Collected data:
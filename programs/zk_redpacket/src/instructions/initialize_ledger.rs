use anchor_lang::prelude::*;
use crate::constants::*;
use crate::error::*;
use crate::event::*;
use crate::state::*;

/**
 * Account context for creating a packet ledger
 *
 * The ledger inherits verifier, registry and domain from the factory so that
 * claims routed to a mailbox are later withdrawable under the same rules.
 *
 * Access Control: Anyone; the signer becomes the ledger authority
 */
#[event_cpi]
#[derive(Accounts)]
pub struct InitializeLedger<'info> {
    /// Ledger PDA
    /// - Derived from: ["ledger", authority]
    #[account(
        init,
        payer = authority,
        space = PacketLedger::LEN,
        seeds = [LEDGER_SEED.as_bytes(), authority.key().as_ref()],
        bump
    )]
    pub ledger: Account<'info, PacketLedger>,

    #[account(
        constraint = factory.verifier == verifier.key() @ RedPacketError::ConfigMismatch,
        constraint = factory.registry == registry.key() @ RedPacketError::ConfigMismatch
    )]
    pub factory: Account<'info, MailboxFactory>,

    pub verifier: Account<'info, VerifierConfig>,

    pub registry: Account<'info, KeyRegistry>,

    #[account(mut)]
    pub authority: Signer<'info>,

    pub system_program: Program<'info, System>,
}

/**
 * Initializes a packet ledger
 *
 * @param claim_scope - Whether an identity claims once per packet or once per ledger
 */
pub fn handle_initialize_ledger(ctx: Context<InitializeLedger>, claim_scope: ClaimScope) -> Result<()> {
    let ledger = &mut ctx.accounts.ledger;
    ledger.bump = ctx.bumps.ledger;
    ledger.authority = ctx.accounts.authority.key();
    ledger.verifier = ctx.accounts.verifier.key();
    ledger.registry = ctx.accounts.registry.key();
    ledger.factory = ctx.accounts.factory.key();
    ledger.claim_scope = claim_scope;
    ledger.packet_count = 0;
    ledger.domain = ctx.accounts.factory.domain.clone();

    emit_cpi!(LedgerInitialized {
        ledger: ledger.key(),
        authority: ledger.authority,
        factory: ledger.factory,
        global_claim_scope: claim_scope == ClaimScope::Global,
    });

    Ok(())
}
#[cfg(test)]
mod tests {
    use anchor_lang::prelude::*;
    use crate::constants::*;
    use crate::error::RedPacketError;
    use crate::state::*;
    use crate::test::assert_error;

    const NOW: i64 = 1_700_000_000;
    const ONE_SOL: u64 = 1_000_000_000;

    fn params(share_count: u32, total_amount: u64, duration: i64) -> CreatePacketParams {
        CreatePacketParams {
            share_count,
            is_random: false,
            duration,
            seed: [3u8; 32],
            display_name: "alice".to_string(),
            message: "happy new year".to_string(),
            total_amount,
        }
    }

    fn open_packet(share_count: u32, total_amount: u64, duration: i64) -> RedPacket {
        let mut packet = RedPacket {
            id: 1,
            ledger: Pubkey::new_unique(),
            creator: Pubkey::new_unique(),
            ..Default::default()
        };
        packet
            .open(&params(share_count, total_amount, duration), NOW)
            .unwrap();
        packet
    }

    fn claim_next(packet: &mut RedPacket, now: i64) -> Result<u64> {
        packet.ensure_claimable(now)?;
        let amount = packet.next_share()?;
        packet.record_claim(amount)?;
        Ok(amount)
    }

    #[test]
    fn test_open_sets_counters() {
        let packet = open_packet(10, ONE_SOL, 1800);
        assert_eq!(packet.remaining_amount, ONE_SOL);
        assert_eq!(packet.claimed_shares, 0);
        assert_eq!(packet.expires_at, NOW + 1800);
        assert!(!packet.refunded);
        assert_eq!(packet.asset_address(), Pubkey::default());
    }

    #[test]
    fn test_fixed_claim_then_refund() {
        let mut packet = open_packet(10, ONE_SOL, 1800);

        let amount = claim_next(&mut packet, NOW + 10).unwrap();
        assert_eq!(amount, ONE_SOL / 10);
        assert_eq!(packet.claimed_shares, 1);
        assert_eq!(packet.remaining_amount, 900_000_000);

        // Advance past expiry
        let later = NOW + 1801;
        assert_error(claim_next(&mut packet, later), RedPacketError::Expired);

        let refunded = packet.take_refund(later).unwrap();
        assert_eq!(refunded, 900_000_000);
        assert_eq!(packet.remaining_amount, 0);
        assert!(packet.refunded);
        assert!(packet.is_settled());

        assert_error(packet.take_refund(later), RedPacketError::NothingLeft);
    }

    #[test]
    fn test_expiry_is_exclusive() {
        let packet = open_packet(1, ONE_SOL, 60);
        assert!(!packet.is_expired(NOW + 60));
        assert!(packet.is_expired(NOW + 61));
    }

    #[test]
    fn test_refund_before_expiry_fails() {
        let mut packet = open_packet(2, ONE_SOL, 60);
        assert_error(packet.take_refund(NOW + 60), RedPacketError::NotExpired);
        assert_eq!(packet.remaining_amount, ONE_SOL);
    }

    #[test]
    fn test_single_share_runs_out() {
        let mut packet = open_packet(1, ONE_SOL, 60);
        assert_eq!(claim_next(&mut packet, NOW).unwrap(), ONE_SOL);
        assert!(packet.is_settled());
        assert_error(claim_next(&mut packet, NOW), RedPacketError::OutOfStock);
    }

    #[test]
    fn test_share_count_bounds_claims() {
        let mut packet = open_packet(3, 10, 60);
        let total: u64 = (0..3).map(|_| claim_next(&mut packet, NOW).unwrap()).sum();
        assert_eq!(total, 9);
        assert_eq!(packet.claimed_shares, 3);
        assert_eq!(packet.remaining_amount, 1);
        assert_error(claim_next(&mut packet, NOW), RedPacketError::OutOfStock);

        // The division remainder comes back with the refund
        assert_eq!(packet.take_refund(NOW + 61).unwrap(), 1);
    }

    #[test]
    fn test_random_packet_conserves_value() {
        let mut packet = RedPacket {
            id: 7,
            ..Default::default()
        };
        let mut random = params(20, ONE_SOL, 600);
        random.is_random = true;
        packet.open(&random, NOW).unwrap();

        let mut claimed = 0u64;
        while packet.ensure_claimable(NOW).is_ok() {
            let amount = claim_next(&mut packet, NOW).unwrap();
            assert!(amount >= 1);
            claimed += amount;
            assert!(packet.claimed_shares <= packet.share_count);
            assert!(packet.remaining_amount <= packet.total_amount);
        }
        assert_eq!(claimed + packet.remaining_amount, ONE_SOL);
    }

    #[test]
    fn test_availability_snapshot() {
        let mut packet = open_packet(4, 400, 60);
        claim_next(&mut packet, NOW).unwrap();

        let view = packet.availability(NOW, 100);
        assert_eq!(
            view,
            Availability {
                balance: 300,
                share_count: 4,
                claimed_shares: 1,
                expired: false,
                claimed_amount: 100,
            }
        );
        assert!(packet.availability(NOW + 61, 0).expired);
    }

    #[test]
    fn test_params_validation() {
        params(1, 1, 1).validate().unwrap();
        params(MAX_SHARE_COUNT, u64::from(MAX_SHARE_COUNT), MAX_DURATION)
            .validate()
            .unwrap();

        assert_error(params(0, 100, 60).validate(), RedPacketError::InvalidShareCount);
        assert_error(
            params(MAX_SHARE_COUNT + 1, u64::MAX, 60).validate(),
            RedPacketError::InvalidShareCount,
        );
        assert_error(params(1, 0, 60).validate(), RedPacketError::InvalidAmount);
        assert_error(params(10, 9, 60).validate(), RedPacketError::InvalidAmount);
        assert_error(params(1, 100, 0).validate(), RedPacketError::InvalidDuration);
        assert_error(
            params(1, 100, MAX_DURATION + 1).validate(),
            RedPacketError::InvalidDuration,
        );

        let mut long_name = params(1, 100, 60);
        long_name.display_name = "n".repeat(MAX_DISPLAY_NAME_LEN + 1);
        assert_error(long_name.validate(), RedPacketError::NameTooLong);

        let mut long_message = params(1, 100, 60);
        long_message.message = "m".repeat(MAX_MESSAGE_LEN + 1);
        assert_error(long_message.validate(), RedPacketError::MessageTooLong);
    }

    #[test]
    fn test_packet_space_fits_largest_packet() {
        let mut packet = RedPacket::default();
        let mut largest = params(1, 100, 60);
        largest.display_name = "n".repeat(MAX_DISPLAY_NAME_LEN);
        largest.message = "m".repeat(MAX_MESSAGE_LEN);
        packet.open(&largest, NOW).unwrap();

        let mut data = Vec::new();
        packet.try_serialize(&mut data).unwrap();
        assert!(data.len() <= RedPacket::LEN);
    }

    #[test]
    fn test_ledger_issues_sequential_ids() {
        let mut ledger = PacketLedger::default();
        assert_eq!(ledger.next_packet_id().unwrap(), 1);
        assert_eq!(ledger.next_packet_id().unwrap(), 2);
        assert_eq!(ledger.packet_count, 2);

        ledger.packet_count = u64::MAX;
        assert_error(ledger.next_packet_id(), RedPacketError::ArithmeticOverflow);
    }

    #[test]
    fn test_claim_scope_key() {
        let ledger = Pubkey::new_unique();
        let packet = Pubkey::new_unique();
        assert_eq!(ClaimScope::default(), ClaimScope::Global);
        assert_eq!(ClaimScope::Global.scope_key(ledger, packet), ledger);
        assert_eq!(ClaimScope::PerPacket.scope_key(ledger, packet), packet);
    }

    #[test]
    fn test_claim_record_is_single_use() {
        let packet = Pubkey::new_unique();
        let destination = Pubkey::new_unique();
        let mut record = ClaimRecord::default();
        record.ensure_unused().unwrap();

        record.record(254, packet, destination, 100, NOW).unwrap();
        assert!(record.claimed);
        assert_eq!(record.claimed_amount_for(&packet), 100);
        assert_eq!(record.claimed_amount_for(&Pubkey::new_unique()), 0);

        assert_error(record.ensure_unused(), RedPacketError::IdentityAlreadyUsed);
        assert_error(
            record.record(254, packet, destination, 100, NOW),
            RedPacketError::IdentityAlreadyUsed,
        );
        assert_eq!(record.amount, 100);
    }
}
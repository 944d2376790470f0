use anchor_lang::prelude::*;
use anchor_lang::solana_program::keccak;
use crate::constants::*;

/// Hash of the mailbox initialization payload for one identity
///
/// keccak(MAILBOX_INIT_CODE || verifier || registry || salt)
pub fn mailbox_init_code_hash(verifier: &Pubkey, registry: &Pubkey, salt: &[u8; 32]) -> [u8; 32] {
    keccak::hashv(&[
        MAILBOX_INIT_CODE,
        verifier.as_ref(),
        registry.as_ref(),
        salt.as_ref(),
    ])
    .to_bytes()
}

/// Address an identity mailbox occupies once deployed by `factory` for `salt`
///
/// Pure: anyone holding the factory address, its configuration and the salt
/// computes the same address, whether or not the mailbox exists yet.
pub fn derive_mailbox_address(
    program_id: &Pubkey,
    factory: &Pubkey,
    verifier: &Pubkey,
    registry: &Pubkey,
    salt: &[u8; 32],
) -> (Pubkey, u8) {
    let init_code_hash = mailbox_init_code_hash(verifier, registry, salt);
    Pubkey::find_program_address(
        &[MAILBOX_SEED.as_bytes(), factory.as_ref(), init_code_hash.as_ref()],
        program_id,
    )
}
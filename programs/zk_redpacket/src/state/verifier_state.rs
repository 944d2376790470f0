use anchor_lang::prelude::*;
use crate::constants::NUM_PUBLIC_SIGNALS;
use crate::error::*;

/// Groth16 verifying key over BN254, points in uncompressed big-endian form
#[derive(AnchorSerialize, AnchorDeserialize, Clone, Debug, PartialEq, Eq)]
pub struct VerifyingKeyData {
    pub alpha_g1: [u8; 64],
    pub beta_g2: [u8; 128],
    pub gamma_g2: [u8; 128],
    pub delta_g2: [u8; 128],
    /// Constant term followed by one point per public signal
    pub ic: [[u8; 64]; 4],
}

impl VerifyingKeyData {
    /// Reject keys with an identity component; they make the pairing check trivial
    pub fn validate(&self) -> Result<()> {
        let zero_g1 = |p: &[u8; 64]| p.iter().all(|b| *b == 0);
        let zero_g2 = |p: &[u8; 128]| p.iter().all(|b| *b == 0);
        require!(
            !zero_g1(&self.alpha_g1)
                && !zero_g2(&self.beta_g2)
                && !zero_g2(&self.gamma_g2)
                && !zero_g2(&self.delta_g2)
                && !self.ic.iter().any(zero_g1),
            RedPacketError::InvalidVerifyingKey
        );
        Ok(())
    }
}

/**
 * Verifying key account of the claim circuit
 *
 * Derivation: ["verifier", authority]
 */
#[account]
#[derive(Debug)]
pub struct VerifierConfig {
    /// Bump seed for PDA derivation
    pub bump: u8,

    /// Account allowed to replace the verifying key
    pub authority: Pubkey,

    pub vk: VerifyingKeyData,
}

impl VerifierConfig {
    pub const LEN: usize =
        8 + 1 + 32 + 64 + 128 * 3 + 64 * (NUM_PUBLIC_SIGNALS + 1);
}
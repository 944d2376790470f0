use anchor_lang::prelude::*;
use anchor_lang::solana_program::keccak;
use crate::constants::NUM_PUBLIC_SIGNALS;
use crate::error::*;
use crate::utils::{DomainKeyLookup, ProofVerifier};

/// Groth16 proof blob as produced by the off-chain prover
/// - `a` is expected negated, points in uncompressed big-endian form
#[derive(AnchorSerialize, AnchorDeserialize, Clone, Debug, PartialEq, Eq)]
pub struct Groth16Proof {
    pub a: [u8; 64],
    pub b: [u8; 128],
    pub c: [u8; 64],
}

/// Public signals of the claim circuit, each a big-endian BN254 scalar
#[derive(AnchorSerialize, AnchorDeserialize, Clone, Copy, Debug, Default, PartialEq, Eq)]
pub struct PublicSignals {
    /// Commitment of the DKIM key that signed the email
    pub domain_key_commitment: [u8; 32],
    /// Pseudonymous identity derived from the email address
    pub identity_salt: [u8; 32],
    /// Commitment of the address the proof releases funds to
    pub destination_commitment: [u8; 32],
}

impl PublicSignals {
    /// Ordered verifier inputs
    pub fn to_inputs(&self) -> [[u8; 32]; NUM_PUBLIC_SIGNALS] {
        [
            self.domain_key_commitment,
            self.identity_salt,
            self.destination_commitment,
        ]
    }
}

/// Left-padded digest of an address: 0x00 || keccak(address)[1..32]
///
/// The zero high byte keeps the value below the BN254 scalar modulus.
pub fn destination_commitment(destination: &Pubkey) -> [u8; 32] {
    let mut commitment = keccak::hash(destination.as_ref()).to_bytes();
    commitment[0] = 0;
    commitment
}

/**
 * Checks that a proof authorizes a release of funds to `destination`
 *
 * Validation order:
 * 1. destination commitment binds `destination`
 * 2. domain key commitment equals the registry's current key for `domain`
 * 3. proof verifies against the signals
 *
 * The verifier only runs once the cheap checks have passed.
 */
pub fn authorize<R, V>(
    signals: &PublicSignals,
    proof: &Groth16Proof,
    destination: &Pubkey,
    domain: &str,
    registry: &R,
    verifier: &V,
) -> Result<()>
where
    R: DomainKeyLookup + ?Sized,
    V: ProofVerifier + ?Sized,
{
    require!(
        signals.destination_commitment == destination_commitment(destination),
        RedPacketError::InvalidRecipient
    );

    let registered = registry.key_commitment(domain);
    if registered != Some(signals.domain_key_commitment) {
        msg!("Domain key commitment rejected for domain {}", domain);
        return err!(RedPacketError::InvalidDomain);
    }

    require!(
        verifier.verify(proof, &signals.to_inputs()),
        RedPacketError::InvalidProof
    );
    Ok(())
}
pub mod ledger_state;
pub mod packet_state;
pub mod claim_state;
pub mod mailbox_state;
pub mod registry_state;
pub mod verifier_state;

pub use ledger_state::*;
pub use packet_state::*;
pub use claim_state::*;
pub use mailbox_state::*;
pub use registry_state::*;
pub use verifier_state::*;
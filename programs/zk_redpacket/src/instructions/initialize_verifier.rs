use anchor_lang::prelude::*;
use crate::constants::*;
use crate::event::*;
use crate::state::*;

/**
 * Account context for storing the claim circuit's verifying key
 *
 * Access Control: Anyone; the signer becomes the verifier authority
 */
#[event_cpi]
#[derive(Accounts)]
pub struct InitializeVerifier<'info> {
    /// Verifying key PDA
    /// - Derived from: ["verifier", authority]
    #[account(
        init,
        payer = authority,
        space = VerifierConfig::LEN,
        seeds = [VERIFIER_SEED.as_bytes(), authority.key().as_ref()],
        bump
    )]
    pub verifier: Account<'info, VerifierConfig>,

    #[account(mut)]
    pub authority: Signer<'info>,

    pub system_program: Program<'info, System>,
}

pub fn handle_initialize_verifier(
    ctx: Context<InitializeVerifier>,
    verifying_key: VerifyingKeyData,
) -> Result<()> {
    verifying_key.validate()?;

    let verifier = &mut ctx.accounts.verifier;
    verifier.bump = ctx.bumps.verifier;
    verifier.authority = ctx.accounts.authority.key();
    verifier.vk = verifying_key;

    emit_cpi!(VerifierConfigured {
        verifier: verifier.key(),
        authority: verifier.authority,
    });

    Ok(())
}
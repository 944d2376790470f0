use anchor_lang::prelude::*;
use anchor_lang::solana_program::keccak;
use crate::constants::*;
use crate::error::*;
use crate::state::DomainKey;

/// Read access to the currently registered key commitment of a domain
pub trait DomainKeyLookup {
    /// None when the domain was never registered or its key was revoked
    fn key_commitment(&self, domain: &str) -> Option<[u8; 32]>;
}

pub fn domain_hash(domain: &str) -> [u8; 32] {
    keccak::hash(domain.as_bytes()).to_bytes()
}

/// Address of the key record of `domain` in `registry`
pub fn domain_key_address(registry: &Pubkey, domain: &str) -> (Pubkey, u8) {
    Pubkey::find_program_address(
        &[
            DOMAIN_KEY_SEED.as_bytes(),
            registry.as_ref(),
            domain_hash(domain).as_ref(),
        ],
        &crate::ID,
    )
}

/// Domains are stored lower case: 1..=MAX_DOMAIN_LEN bytes of [a-z0-9.-]
pub fn validate_domain_name(domain: &str) -> Result<()> {
    require!(
        !domain.is_empty() && domain.len() <= MAX_DOMAIN_LEN,
        RedPacketError::InvalidDomainName
    );
    require!(
        domain
            .bytes()
            .all(|b| b.is_ascii_lowercase() || b.is_ascii_digit() || b == b'.' || b == b'-'),
        RedPacketError::InvalidDomainName
    );
    require!(
        !domain.starts_with('.') && !domain.ends_with('.'),
        RedPacketError::InvalidDomainName
    );
    Ok(())
}

/// Registry lookup over a caller supplied domain key account
///
/// The account is trusted only if it sits at the expected PDA, is owned by
/// this program and deserializes as a DomainKey of `registry`. Anything else
/// reads as "not registered".
pub struct RegistryAccountLookup<'a, 'info> {
    pub registry: Pubkey,
    pub account: &'a AccountInfo<'info>,
}

impl<'a, 'info> RegistryAccountLookup<'a, 'info> {
    pub fn new(registry: Pubkey, account: &'a AccountInfo<'info>) -> Self {
        Self { registry, account }
    }
}

impl DomainKeyLookup for RegistryAccountLookup<'_, '_> {
    fn key_commitment(&self, domain: &str) -> Option<[u8; 32]> {
        let (expected, _) = domain_key_address(&self.registry, domain);
        if *self.account.key != expected
            || self.account.owner != &crate::ID
            || self.account.data_is_empty()
        {
            return None;
        }

        let data = self.account.try_borrow_data().ok()?;
        let record = DomainKey::try_deserialize(&mut data.as_ref()).ok()?;
        if record.registry != self.registry || record.domain != domain {
            return None;
        }
        if record.commitment == [0u8; 32] {
            return None;
        }
        Some(record.commitment)
    }
}
use anchor_lang::prelude::*;
use crate::constants::*;
use crate::error::*;
use crate::event::*;
use crate::state::*;
use crate::utils::domain_hash;

/**
 * Account context for revoking a domain's key commitment
 *
 * Access Control: Registry authority only
 *
 * The record is kept with a zero commitment so the domain can later be
 * registered again with a rotated key.
 */
#[event_cpi]
#[derive(Accounts)]
#[instruction(domain: String)]
pub struct RevokeKeyCommitment<'info> {
    #[account(has_one = authority @ RedPacketError::OnlyRegistryAuthority)]
    pub registry: Account<'info, KeyRegistry>,

    #[account(
        mut,
        seeds = [DOMAIN_KEY_SEED.as_bytes(), registry.key().as_ref(), domain_hash(&domain).as_ref()],
        bump = domain_key.bump,
        constraint = domain_key.registry == registry.key() @ RedPacketError::ConfigMismatch
    )]
    pub domain_key: Account<'info, DomainKey>,

    pub authority: Signer<'info>,
}

pub fn handle_revoke_key_commitment(ctx: Context<RevokeKeyCommitment>, domain: String) -> Result<()> {
    let domain_key = &mut ctx.accounts.domain_key;
    require!(
        domain_key.commitment != [0u8; 32],
        RedPacketError::InvalidCommitment
    );

    let revoked_commitment = domain_key.commitment;
    domain_key.commitment = [0u8; 32];
    domain_key.updated_at = Clock::get()?.unix_timestamp;

    emit_cpi!(KeyCommitmentRevoked {
        registry: ctx.accounts.registry.key(),
        domain,
        revoked_commitment,
    });

    Ok(())
}
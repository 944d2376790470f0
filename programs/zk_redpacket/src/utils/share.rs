use anchor_lang::prelude::*;
use anchor_lang::solana_program::keccak;
use crate::error::*;

/// Equal share: total / share_count, never more than what is left
///
/// The integer division remainder stays in the packet and returns with the refund.
pub fn fixed_share(total_amount: u64, share_count: u32, remaining_amount: u64) -> Result<u64> {
    require!(share_count > 0, RedPacketError::InvalidShareCount);
    let share = total_amount / u64::from(share_count);
    Ok(share.min(remaining_amount))
}

/// Random share drawn from [1, 2 * remaining / remaining_shares], clamped to remaining
///
/// The draw is keyed by (seed, packet_id, claimed_shares), so replaying the same
/// claim sequence reproduces the same amounts.
pub fn random_share(
    seed: &[u8; 32],
    packet_id: u64,
    claimed_shares: u32,
    remaining_amount: u64,
    remaining_shares: u32,
) -> Result<u64> {
    require!(remaining_shares > 0, RedPacketError::OutOfStock);
    require!(remaining_amount > 0, RedPacketError::OutOfStock);

    let upper = (u128::from(remaining_amount) * 2 / u128::from(remaining_shares)).max(1);
    let draw = u128::from(share_entropy(seed, packet_id, claimed_shares)) % upper + 1;

    // draw <= upper <= 2 * u64::MAX, the clamp brings it back into u64
    let amount = u64::try_from(draw.min(u128::from(remaining_amount)))
        .map_err(|_| RedPacketError::ArithmeticOverflow)?;
    Ok(amount)
}

fn share_entropy(seed: &[u8; 32], packet_id: u64, claimed_shares: u32) -> u64 {
    let digest = keccak::hashv(&[
        seed.as_ref(),
        &packet_id.to_le_bytes(),
        &claimed_shares.to_le_bytes(),
    ])
    .to_bytes();
    let mut word = [0u8; 8];
    word.copy_from_slice(&digest[..8]);
    u64::from_le_bytes(word)
}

Exercise prompt
The lines above starting at the one that contains "pub const LEN: usize" and ending at the one that contains "negated, points in uncompressed big-endian form" must be transcribed exactly, and no other lines may appear.

Your solution
    pub const LEN: usize =
        8 + 1 + 32 + 64 + 128 * 3 + 64 * (NUM_PUBLIC_SIGNALS + 1);
}
repository 944d2376790470f0
use anchor_lang::prelude::*;
use anchor_lang::solana_program::keccak;
use crate::constants::NUM_PUBLIC_SIGNALS;
use crate::error::*;
use crate::utils::{DomainKeyLookup, ProofVerifier};

/// Groth16 proof blob as produced by the off-chain prover
/// - `a` is expected negated, points in uncompressed big-endian form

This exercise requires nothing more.